Caminaba por las calles de adoquines azules de la ciudad vieja, entre los coloridos edificios coloniales españoles de ladrillo, pintados en festivos rojos, amarillos, naranjas y azules pastel. Caía una lluvia ligera, pero no parecía molestar a los juerguistas del viernes por la noche. Salían de los restaurantes grupos risueños de mujeres y hombres jóvenes, bien vestidos, emocionados de estar vivos, quizás borrachos, todos hablando a la vez, abrazando las cosas de este mundo físico.
Él también era joven, pero las cosas de este mundo no eran para él. Su destino estaba en manos del Sabio.
Caminaba con sus propias manos a la altura de la cintura, mirando hacia arriba, con las palmas hacia el cielo y el dorso de las manos hacia el suelo, como era apropiado cuando se realizaba la Du'a islámica, suplicando a Alá su favor.
–Oh, Alá —dijo, sus labios apenas se movían, ningún sonido audible salía de su boca—, danos el bien en el mundo y el bien en el Más Allá y líbranos del tormento del Fuego.
Cualquiera que lo viera supondría que era un turista extranjero, o incluso un visitante de otra parte de la isla. Su piel era oscura, pero no más que la de muchos de los habitantes de la isla. Iba bien vestido, con un chubasquero azul para no mojarse con la lluvia cálida, pantalones chinos color canela y zapatos caros de senderismo. Llevaba una mochila colgada del hombro. Un observador podría pensar que su cámara estaba dentro y, de hecho, lo estaba.
La cuenta atrás estaba casi terminada. Había filmado un vídeo de sus despedidas finales, después de haber viajado aquí.

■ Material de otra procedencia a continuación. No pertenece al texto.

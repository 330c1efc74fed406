//! Port for persisting uploaded post images.
use async_trait::async_trait;

use crate::domain::{PostImage, ValidImage};

use super::define_port_error;

define_port_error! {
    /// Errors raised while storing images.
    pub enum ImageStoreError {
        /// Writing to the backing store failed.
        Io { message: String } => "image store write failed: {message}",
    }
}

/// Destination for uploaded images.
#[cfg_attr(test, mockall::automock)]
#[async_trait]
pub trait ImageStore: Send + Sync {
    /// Store the image bytes and return the path they were saved under.
    async fn store(&self, image: &ValidImage) -> Result<PostImage, ImageStoreError>;

    /// Delete a stored image. Removing an absent image succeeds.
    async fn remove(&self, image: &PostImage) -> Result<(), ImageStoreError>;
}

Su entrada a Puerto Rico desde Grecia fue sorprendentemente fácil, al menos en su opinión. No era de Grecia, pero sus documentos afirmaban que era un hombre griego llamado Anthony y nadie lo cuestionó.
Ahora su vida estaba perdida. Lo que tuviera que ser, sería. Era decisión de Alá y solo de Alá.

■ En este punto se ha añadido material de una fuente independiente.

//! Handler-level tests over the in-memory harness.

use actix_web::cookie::Cookie;
use actix_web::http::{StatusCode, header};
use actix_web::test::{self, TestRequest};
use rstest::rstest;

use crate::domain::Username;
use crate::outbound::render::extract_context;
use crate::test_support::http::TestWorld;

fn location(response: &actix_web::dev::ServiceResponse) -> &str {
    response
        .headers()
        .get(header::LOCATION)
        .and_then(|value| value.to_str().ok())
        .unwrap_or_default()
}

fn template_of(body: &str) -> Option<&str> {
    let marker = "data-template=\"";
    let start = body.find(marker)? + marker.len();
    let rest = body.get(start..)?;
    rest.get(..rest.find('"')?)
}

#[rstest]
#[case("/create/", "/auth/login/?next=%2Fcreate%2F")]
#[case("/follow/?page=2", "/auth/login/?next=%2Ffollow%2F%3Fpage%3D2")]
#[case("/profile/leo/follow/", "/auth/login/?next=%2Fprofile%2Fleo%2Ffollow%2F")]
#[actix_web::test]
async fn anonymous_get_is_sent_to_login(#[case] path: &str, #[case] expected: &str) {
    let world = TestWorld::new();
    let app = test::init_service(world.app()).await;

    let response = test::call_service(&app, TestRequest::get().uri(path).to_request()).await;

    assert_eq!(response.status(), StatusCode::FOUND);
    assert_eq!(location(&response), expected);
}

#[actix_web::test]
async fn anonymous_comment_is_sent_to_login() {
    let world = TestWorld::new();
    let app = test::init_service(world.app()).await;

    let request = TestRequest::post()
        .uri("/posts/1/comment/")
        .set_form([("text", "hi")])
        .to_request();
    let response = test::call_service(&app, request).await;

    assert_eq!(response.status(), StatusCode::FOUND);
    assert_eq!(location(&response), "/auth/login/?next=%2Fposts%2F1%2Fcomment%2F");
}

#[actix_web::test]
async fn index_renders_html() {
    let world = TestWorld::new();
    let app = test::init_service(world.app()).await;

    let response = test::call_service(&app, TestRequest::get().uri("/").to_request()).await;

    assert_eq!(response.status(), StatusCode::OK);
    let content_type = response
        .headers()
        .get(header::CONTENT_TYPE)
        .and_then(|value| value.to_str().ok())
        .unwrap_or_default()
        .to_owned();
    assert!(content_type.starts_with("text/html"), "got {content_type}");
    let body = test::read_body(response).await;
    let body = std::str::from_utf8(&body).expect("utf-8 body");
    assert_eq!(template_of(body), Some("posts/index.html"));
    let context = extract_context(body).expect("embedded context");
    assert_eq!(context["page_obj"]["count"], 0);
}

#[rstest]
#[case("/no/such/page/")]
#[case("/posts/abc/")]
#[case("/posts/999/")]
#[case("/group/missing/")]
#[case("/profile/nobody/")]
#[actix_web::test]
async fn unknown_resources_render_the_not_found_page(#[case] path: &str) {
    let world = TestWorld::new();
    let app = test::init_service(world.app()).await;

    let response = test::call_service(&app, TestRequest::get().uri(path).to_request()).await;

    assert_eq!(response.status(), StatusCode::NOT_FOUND);
    let body = test::read_body(response).await;
    let body = std::str::from_utf8(&body).expect("utf-8 body");
    assert_eq!(template_of(body), Some("core/404.html"));
}

#[actix_web::test]
async fn signed_in_author_creates_a_post() {
    let world = TestWorld::new();
    world
        .store
        .add_user(Username::new("alice").expect("valid username"))
        .expect("store user");
    let app = test::init_service(world.app()).await;

    let sign_in =
        test::call_service(&app, TestRequest::get().uri("/test/sign-in/alice/").to_request())
            .await;
    assert_eq!(sign_in.status(), StatusCode::NO_CONTENT);
    let cookie: Cookie<'static> = sign_in
        .response()
        .cookies()
        .find(|cookie| cookie.name() == "session")
        .expect("session cookie")
        .into_owned();

    let request = TestRequest::post()
        .uri("/create/")
        .cookie(cookie)
        .set_form([("text", "First post"), ("group", "")])
        .to_request();
    let response = test::call_service(&app, request).await;

    assert_eq!(response.status(), StatusCode::FOUND);
    assert_eq!(location(&response), "/profile/alice/");
}

#[actix_web::test]
async fn unknown_session_user_counts_as_anonymous() {
    let world = TestWorld::new();
    let app = test::init_service(world.app()).await;

    let sign_in =
        test::call_service(&app, TestRequest::get().uri("/test/sign-in/ghost/").to_request())
            .await;
    let cookie = sign_in
        .response()
        .cookies()
        .find(|cookie| cookie.name() == "session")
        .expect("session cookie")
        .into_owned();

    let request = TestRequest::get().uri("/create/").cookie(cookie).to_request();
    let response = test::call_service(&app, request).await;

    assert_eq!(response.status(), StatusCode::FOUND);
    assert_eq!(location(&response), "/auth/login/?next=%2Fcreate%2F");
}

Caminó cuesta abajo hasta una intersección. En esta esquina había una pequeña frutería, el dueño cerraba la tienda por la noche. Había una exhibición de frutas y verduras en la calle y el dueño las estaba llevando adentro.
Anthony miró al dueño por un momento. El tendero era un hombre mayor, con una barba blanca pulcramente recortada. Era de Jordania, uno de los miles de jordanos que habían inmigrado aquí en décadas pasadas. El hombre era amigo de la causa. Nadie lo sabría jamás, pero Anthony sí lo sabía.
Este hombre había preparado el camino para que aparecieran los soldados de Alá. Lugares donde quedarse, gente local con quien contactar, acceso a áreas seguras, métodos para mover hombres y materiales sin ser vistos y sin obstáculos… el hombre había proporcionado todo esto y más.
Anthony se acercó al puesto callejero.
–Discúlpame, amigo —dijo el tendero, sin apenas levantar la vista—, está cerrado.
–No hay más Dios que Alá —dijo Anthony en voz muy baja.
El anciano se detuvo, luego miró a ambos lados de la calle. Miró a Anthony de cerca, entrecerró un ojo y casi sonrió. Pero no llegó a sonreír.
–Y Mahoma es su mensajero —dijo, completando la Shahadah.
Anthony extendió la mano y tomó una de las manzanas del hombre. La mordió. Era dulce, jugosa y deliciosa. Venta de manzanas en un clima tropical como Puerto Rico. Las maravillas de Alá nunca cesarían.
–Aláu Akbar —dijo. “Alá es el más grande”.
Ahora metió la mano en el bolsillo y sacó un billete de 100 dólares estadounidenses. Ya no lo necesitaba. Se lo entregó, pero el tendero trató de rechazarlo.
–Te regalo la manzana.
–Por favor —dijo Anthony—, cógelo. Es un pequeño regalo de agradecimiento, no un pago.
–Los regalos de Alá no son de este mundo —dijo el tendero.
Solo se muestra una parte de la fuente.